(Saved data entries)
//! Measurement errors.
//!
//! The only fallible seam in the crate is the host's measurement primitive.
//! Failures never propagate past the resolver: an unmeasurable target
//! collapses to a zero-area layout, which downstream code treats as "nothing
//! to show for this step".

use thiserror::Error;

/// Why a target element could not be measured.
#[derive(Debug, Clone, PartialEq, Eq, Error)]
pub enum MeasureError {
    /// The element was removed from the view hierarchy before measurement.
    #[error("element is detached from the view hierarchy")]
    Detached,

    /// The element has not been mounted/laid out yet.
    #[error("element is not mounted")]
    NotMounted,

    /// The host platform reported a measurement failure.
    #[error("host measurement failed: {0}")]
    Host(String),
}

#[cfg(test)]
mod tests {
    use super::*;

    #[test]
    fn display_includes_host_detail() {
        let err = MeasureError::Host("view tag 42 not found".into());
        assert_eq!(err.to_string(), "host measurement failed: view tag 42 not found");
    }
}
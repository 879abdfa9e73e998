//! Tour step data.

use std::fmt;

use spotlight_core::Rect;

/// Renderer for a custom highlight visual, applied to the target layout.
pub type HighlightRenderer<V> = Box<dyn Fn(Rect) -> V>;

/// One stop on the tour.
///
/// `V` is the host's visual type; Spotlight never interprets it. The
/// description and the optional highlight renderer are supplied once by the
/// host and immutable afterwards; the layout is written only by the tour
/// controller when a measurement pass lands.
pub struct TutorialStep<V> {
    description: String,
    layout: Option<Rect>,
    render_highlight: Option<HighlightRenderer<V>>,
}

impl<V> TutorialStep<V> {
    /// Create a step with the given description and no layout yet.
    pub fn new(description: impl Into<String>) -> Self {
        Self {
            description: description.into(),
            layout: None,
            render_highlight: None,
        }
    }

    /// Attach a custom highlight renderer.
    ///
    /// The renderer receives the measured target layout; the message box is
    /// still placed against that same layout regardless of what shape the
    /// custom visual takes.
    #[must_use]
    pub fn with_highlight(mut self, render: impl Fn(Rect) -> V + 'static) -> Self {
        self.render_highlight = Some(Box::new(render));
        self
    }

    /// The explanatory text shown in the message box.
    pub fn description(&self) -> &str {
        &self.description
    }

    /// The measured target layout.
    ///
    /// `None` means "not yet measured"; a zero-area rect means "measured but
    /// unusable". Both cause the overlay to render nothing for this step.
    pub fn layout(&self) -> Option<Rect> {
        self.layout
    }

    /// Whether the host supplied a custom highlight renderer.
    pub fn has_custom_highlight(&self) -> bool {
        self.render_highlight.is_some()
    }

    pub(crate) fn set_layout(&mut self, layout: Rect) {
        self.layout = Some(layout);
    }

    /// Run the custom highlight renderer against the given layout, if any.
    pub(crate) fn custom_highlight(&self, layout: Rect) -> Option<V> {
        self.render_highlight.as_ref().map(|render| render(layout))
    }
}

impl<V> fmt::Debug for TutorialStep<V> {
    fn fmt(&self, f: &mut fmt::Formatter<'_>) -> fmt::Result {
        f.debug_struct("TutorialStep")
            .field("description", &self.description)
            .field("layout", &self.layout)
            .field("custom_highlight", &self.render_highlight.is_some())
            .finish()
    }
}

#[cfg(test)]
mod tests {
    use super::*;

    #[test]
    fn new_step_has_no_layout() {
        let step: TutorialStep<()> = TutorialStep::new("Tap the button");
        assert_eq!(step.description(), "Tap the button");
        assert_eq!(step.layout(), None);
        assert!(!step.has_custom_highlight());
    }

    #[test]
    fn custom_highlight_receives_the_layout() {
        let step = TutorialStep::new("ring").with_highlight(|layout: Rect| layout.area());
        let visual = step.custom_highlight(Rect::new(0.0, 0.0, 4.0, 5.0));
        assert_eq!(visual, Some(20.0));
    }

    #[test]
    fn debug_shows_highlight_presence_not_the_closure() {
        let step: TutorialStep<u8> = TutorialStep::new("x").with_highlight(|_| 0);
        let rendered = format!("{step:?}");
        assert!(rendered.contains("custom_highlight: true"));
    }
}
#![forbid(unsafe_code)]

//! Core: geometry primitives and screen metrics for the Spotlight overlay.
//!
//! # Role in Spotlight
//! `spotlight-core` holds the plain-data types the rest of the workspace
//! computes with: measured target rectangles, safe-area insets, and the
//! screen metrics value the host refreshes on rotation or resize. It has no
//! opinion about rendering or tour state.
//!
//! # How it fits in the system
//! The overlay crate (`spotlight-overlay`) stores [`Rect`] values produced by
//! its layout resolver and feeds them, together with a [`ScreenMetrics`],
//! into its placement engine. Nothing here is platform specific.

pub mod geometry;

pub use geometry::{EdgeInsets, Rect, ScreenMetrics};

Exercise requirements: The response must be an exact reproduction of all the entries.

Final answer:
//! Measurement errors.
//!
//! The only fallible seam in the crate is the host's measurement primitive.
//! Failures never propagate past the resolver: an unmeasurable target
//! collapses to a zero-area layout, which downstream code treats as "nothing
//! to show for this step".

use thiserror::Error;

/// Why a target element could not be measured.
#[derive(Debug, Clone, PartialEq, Eq, Error)]
pub enum MeasureError {
    /// The element was removed from the view hierarchy before measurement.
    #[error("element is detached from the view hierarchy")]
    Detached,

    /// The element has not been mounted/laid out yet.
    #[error("element is not mounted")]
    NotMounted,

    /// The host platform reported a measurement failure.
    #[error("host measurement failed: {0}")]
    Host(String),
}

#[cfg(test)]
mod tests {
    use super::*;

    #[test]
    fn display_includes_host_detail() {
        let err = MeasureError::Host("view tag 42 not found".into());
        assert_eq!(err.to_string(), "host measurement failed: view tag 42 not found");
    }
}
repository 879abdfa9e73e998
//! Tour step data.

use std::fmt;

use spotlight_core::Rect;

/// Renderer for a custom highlight visual, applied to the target layout.
pub type HighlightRenderer<V> = Box<dyn Fn(Rect) -> V>;

/// One stop on the tour.
///
/// `V` is the host's visual type; Spotlight never interprets it. The
/// description and the optional highlight renderer are supplied once by the
/// host and immutable afterwards; the layout is written only by the tour
/// controller when a measurement pass lands.
pub struct TutorialStep<V> {
    description: String,
    layout: Option<Rect>,
    render_highlight: Option<HighlightRenderer<V>>,
}

impl<V> TutorialStep<V> {
    /// Create a step with the given description and no layout yet.
    pub fn new(description: impl Into<String>) -> Self {
        Self {
            description: description.into(),
            layout: None,
            render_highlight: None,
        }
    }

    /// Attach a custom highlight renderer.
    ///
    /// The renderer receives the measured target layout; the message box is
    /// still placed against that same layout regardless of what shape the
    /// custom visual takes.
    #[must_use]
    pub fn with_highlight(mut self, render: impl Fn(Rect) -> V + 'static) -> Self {
        self.render_highlight = Some(Box::new(render));
        self
    }

    /// The explanatory text shown in the message box.
    pub fn description(&self) -> &str {
        &self.description
    }

    /// The measured target layout.
    ///
    /// `None` means "not yet measured"; a zero-area rect means "measured but
    /// unusable". Both cause the overlay to render nothing for this step.
    pub fn layout(&self) -> Option<Rect> {
        self.layout
    }

    /// Whether the host supplied a custom highlight renderer.
    pub fn has_custom_highlight(&self) -> bool {
        self.render_highlight.is_some()
    }

    pub(crate) fn set_layout(&mut self, layout: Rect) {
        self.layout = Some(layout);
    }

    /// Run the custom highlight renderer against the given layout, if any.
    pub(crate) fn custom_highlight(&self, layout: Rect) -> Option<V> {
        self.render_highlight.as_ref().map(|render| render(layout))
    }
}

impl<V> fmt::Debug for TutorialStep<V> {
    fn fmt(&self, f: &mut fmt::Formatter<'_>) -> fmt::Result {
        f.debug_struct("TutorialStep")
            .field("description", &self.description)
            .field("layout", &self.layout)
            .field("custom_highlight", &self.render_highlight.is_some())
            .finish()
    }
}

#[cfg(test)]
mod tests {
    use super::*;

    #[test]
    fn new_step_has_no_layout() {
        let step: TutorialStep<()> = TutorialStep::new("Tap the button");
        assert_eq!(step.description(), "Tap the button");
        assert_eq!(step.layout(), None);
        assert!(!step.has_custom_highlight());
    }

    #[test]
    fn custom_highlight_receives_the_layout() {
        let step = TutorialStep::new("ring").with_highlight(|layout: Rect| layout.area());
        let visual = step.custom_highlight(Rect::new(0.0, 0.0, 4.0, 5.0));
        assert_eq!(visual, Some(20.0));
    }

    #[test]
    fn debug_shows_highlight_presence_not_the_closure() {
        let step: TutorialStep<u8> = TutorialStep::new("x").with_highlight(|_| 0);
        let rendered = format!("{step:?}");
        assert!(rendered.contains("custom_highlight: true"));
    }
}
#![forbid(unsafe_code)]

//! Core: geometry primitives and screen metrics for the Spotlight overlay.
//!
//! # Role in Spotlight
//! `spotlight-core` holds the plain-data types the rest of the workspace
//! computes with: measured target rectangles, safe-area insets, and the
//! screen metrics value the host refreshes on rotation or resize. It has no
//! opinion about rendering or tour state.
//!
//! # How it fits in the system
//! The overlay crate (`spotlight-overlay`) stores [`Rect`] values produced by
//! its layout resolver and feeds them, together with a [`ScreenMetrics`],
//! into its placement engine. Nothing here is platform specific.

pub mod geometry;

pub use geometry::{EdgeInsets, Rect, ScreenMetrics};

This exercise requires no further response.